EXERCISE: Your answer is one number, how many lines in the entries include "InvalidEnvVar".

Source records:

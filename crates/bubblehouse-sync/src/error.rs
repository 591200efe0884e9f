use bubblehouse_catalog::CatalogError;
use bubblehouse_core::ConfigError;
use thiserror::Error;

use crate::token::TokenError;

#[derive(Debug, Error)]
pub enum SyncError {
    #[error("failed to build HTTP client: {0}")]
    Client(#[source] reqwest::Error),

    #[error("configuration error: {0}")]
    Config(#[from] ConfigError),

    #[error("token error: {0}")]
    Token(#[from] TokenError),

    #[error("catalog extraction failed: {0}")]
    Extraction(#[from] CatalogError),

    #[error("invalid sync endpoint \"{url}\": {reason}")]
    InvalidEndpoint { url: String, reason: String },
}
use std::collections::HashMap;
use std::env::VarError;

use super::*;

fn lookup_from_map<'a>(
    map: &'a HashMap<&'a str, &'a str>,
) -> impl Fn(&str) -> Result<String, VarError> + 'a {
    move |key| {
        map.get(key)
            .map(|v| (*v).to_string())
            .ok_or(VarError::NotPresent)
    }
}

/// Returns a map with a complete WooCommerce block populated.
fn woo_env<'a>() -> HashMap<&'a str, &'a str> {
    let mut m = HashMap::new();
    m.insert("WOOCOMMERCE_URL", "https://shop.example.com");
    m.insert("WOOCOMMERCE_CONSUMER_KEY", "ck_test");
    m.insert("WOOCOMMERCE_CONSUMER_SECRET", "cs_test");
    m
}

#[test]
fn parse_environment_known_values() {
    assert_eq!(
        parse_environment("development").unwrap(),
        Environment::Development
    );
    assert_eq!(parse_environment("test").unwrap(), Environment::Test);
    assert_eq!(
        parse_environment("production").unwrap(),
        Environment::Production
    );
}

#[test]
fn parse_environment_unknown_fails() {
    let err = parse_environment("staging").unwrap_err();
    assert!(matches!(err, ConfigError::InvalidEnvVar { ref var, .. } if var == "BUBBLEHOUSE_ENV"));
}

#[test]
fn build_app_config_defaults_with_empty_env() {
    let map: HashMap<&str, &str> = HashMap::new();
    let cfg = build_app_config(lookup_from_map(&map)).unwrap();
    assert_eq!(cfg.env, Environment::Development);
    assert_eq!(cfg.bind_addr.to_string(), "0.0.0.0:3000");
    assert_eq!(cfg.log_level, "info");
    assert!(cfg.settings_path.is_none());
    assert_eq!(cfg.api_version, "v2023061");
    assert_eq!(cfg.block_version, "v2023061");
    assert_eq!(cfg.sync_interval_secs, 3600);
    assert_eq!(cfg.sync_timeout_secs, 60);
    assert!(cfg.woocommerce.is_none());
}

#[test]
fn build_app_config_reads_woocommerce_block() {
    let map = woo_env();
    let cfg = build_app_config(lookup_from_map(&map)).unwrap();
    let woo = cfg.woocommerce.expect("woocommerce config should be present");
    assert_eq!(woo.store_url, "https://shop.example.com");
    assert_eq!(woo.consumer_key, "ck_test");
    assert_eq!(woo.page_size, 100);
    assert_eq!(woo.inter_request_delay_ms, 0);
    assert_eq!(woo.max_retries, 3);
    assert_eq!(woo.retry_backoff_base_secs, 2);
}

#[test]
fn build_app_config_requires_consumer_secret_with_store_url() {
    let mut map = woo_env();
    map.remove("WOOCOMMERCE_CONSUMER_SECRET");
    let result = build_app_config(lookup_from_map(&map));
    assert!(
        matches!(result, Err(ConfigError::MissingEnvVar(ref v)) if v == "WOOCOMMERCE_CONSUMER_SECRET"),
        "expected MissingEnvVar(WOOCOMMERCE_CONSUMER_SECRET), got: {result:?}"
    );
}

#[test]
fn build_app_config_rejects_page_size_above_rest_cap() {
    let mut map = woo_env();
    map.insert("WOOCOMMERCE_PAGE_SIZE", "250");
    let result = build_app_config(lookup_from_map(&map));
    assert!(
        matches!(result, Err(ConfigError::InvalidEnvVar { ref var, .. }) if var == "WOOCOMMERCE_PAGE_SIZE"),
        "got: {result:?}"
    );
}

#[test]
fn build_app_config_rejects_zero_interval() {
    let mut map: HashMap<&str, &str> = HashMap::new();
    map.insert("BUBBLEHOUSE_SYNC_INTERVAL_SECS", "0");
    let result = build_app_config(lookup_from_map(&map));
    assert!(
        matches!(result, Err(ConfigError::InvalidEnvVar { ref var, .. }) if var == "BUBBLEHOUSE_SYNC_INTERVAL_SECS"),
        "got: {result:?}"
    );
}

#[test]
fn build_app_config_rejects_zero_timeout() {
    let mut map: HashMap<&str, &str> = HashMap::new();
    map.insert("BUBBLEHOUSE_SYNC_TIMEOUT_SECS", "0");
    let result = build_app_config(lookup_from_map(&map));
    assert!(
        matches!(result, Err(ConfigError::InvalidEnvVar { ref var, .. }) if var == "BUBBLEHOUSE_SYNC_TIMEOUT_SECS"),
        "got: {result:?}"
    );
}

#[test]
fn build_app_config_rejects_non_numeric_timeout() {
    let mut map: HashMap<&str, &str> = HashMap::new();
    map.insert("BUBBLEHOUSE_SYNC_TIMEOUT_SECS", "soon");
    let result = build_app_config(lookup_from_map(&map));
    assert!(
        matches!(result, Err(ConfigError::InvalidEnvVar { ref var, .. }) if var == "BUBBLEHOUSE_SYNC_TIMEOUT_SECS"),
        "got: {result:?}"
    );
}

#[test]
fn build_app_config_rejects_invalid_bind_addr() {
    let mut map: HashMap<&str, &str> = HashMap::new();
    map.insert("BUBBLEHOUSE_BIND_ADDR", "not-a-socket-addr");
    let result = build_app_config(lookup_from_map(&map));
    assert!(
        matches!(result, Err(ConfigError::InvalidEnvVar { ref var, .. }) if var == "BUBBLEHOUSE_BIND_ADDR"),
        "got: {result:?}"
    );
}

#[test]
fn build_app_config_treats_empty_values_as_unset() {
    let mut map: HashMap<&str, &str> = HashMap::new();
    map.insert("BUBBLEHOUSE_LOG_LEVEL", "");
    map.insert("WOOCOMMERCE_URL", "");
    let cfg = build_app_config(lookup_from_map(&map)).unwrap();
    assert_eq!(cfg.log_level, "info");
    assert!(cfg.woocommerce.is_none());
}

#[test]
fn woocommerce_debug_redacts_credentials() {
    let map = woo_env();
    let cfg = build_app_config(lookup_from_map(&map)).unwrap();
    let rendered = format!("{:?}", cfg.woocommerce.unwrap());
    assert!(!rendered.contains("cs_test"));
    assert!(!rendered.contains("ck_test"));
    assert!(rendered.contains("[redacted]"));
}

RESULT: 6